__Work required__:
Say how many lines below hold the word "RelayResult"; give the number by itself.

__Entries shown__:
↓↓↓
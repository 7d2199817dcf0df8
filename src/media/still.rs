use std::path::Path;

use image::{ImageFormat, ImageReader};

use crate::error::{RelayError, RelayResult};
use crate::frame::Frame;

/// Decode an image file, sniffing the format from its bytes.
pub fn decode_image_file(path: &Path) -> RelayResult<Frame> {
    let reader = ImageReader::open(path)
        .map_err(|e| RelayError::io(path, e))?
        .with_guessed_format()
        .map_err(|e| RelayError::io(path, e))?;
    if reader.format().is_none() {
        return Err(RelayError::decode(format!(
            "unrecognised image format in {}",
            path.display()
        )));
    }
    let image = reader
        .decode()
        .map_err(|e| RelayError::decode_with(format!("decode {}", path.display()), e))?;
    Frame::from_image(image.to_rgb8())
        .map_err(|e| RelayError::decode_with(format!("decode {}", path.display()), e))
}

/// Encode `frame` to `path`; the format follows the extension (JPEG when
/// unknown).
pub fn encode_image_file(frame: &Frame, path: &Path) -> RelayResult<()> {
    let format = ImageFormat::from_path(path).unwrap_or(ImageFormat::Jpeg);
    let image = frame
        .to_image()
        .ok_or_else(|| RelayError::encode("frame buffer does not match its dimensions"))?;
    image
        .save_with_format(path, format)
        .map_err(|e| RelayError::encode_with(format!("write {}", path.display()), e))
}

#[cfg(test)]
mod tests {
    use super::*;

    #[test]
    fn png_round_trip_is_lossless() {
        let dir = tempfile::tempdir().unwrap();
        let path = dir.path().join("frame.png");
        let frame = Frame::filled(9, 4, [1, 128, 250]).unwrap();
        encode_image_file(&frame, &path).unwrap();
        assert_eq!(decode_image_file(&path).unwrap(), frame);
    }

    #[test]
    fn decodes_the_document_formats_accepted_from_chat() {
        let dir = tempfile::tempdir().unwrap();
        let frame = Frame::filled(6, 5, [200, 40, 10]).unwrap();
        for name in ["frame.bmp", "frame.webp"] {
            let path = dir.path().join(name);
            encode_image_file(&frame, &path).unwrap();
            assert_eq!(decode_image_file(&path).unwrap(), frame, "{}", name);
        }
    }

    #[test]
    fn garbage_is_a_decode_error() {
        let dir = tempfile::tempdir().unwrap();
        let path = dir.path().join("photo.jpg");
        std::fs::write(&path, b"definitely not a jpeg").unwrap();
        let err = decode_image_file(&path).unwrap_err();
        assert_eq!(err.kind(), "decode");
    }
}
↑↑↑
__Expected answer__:
3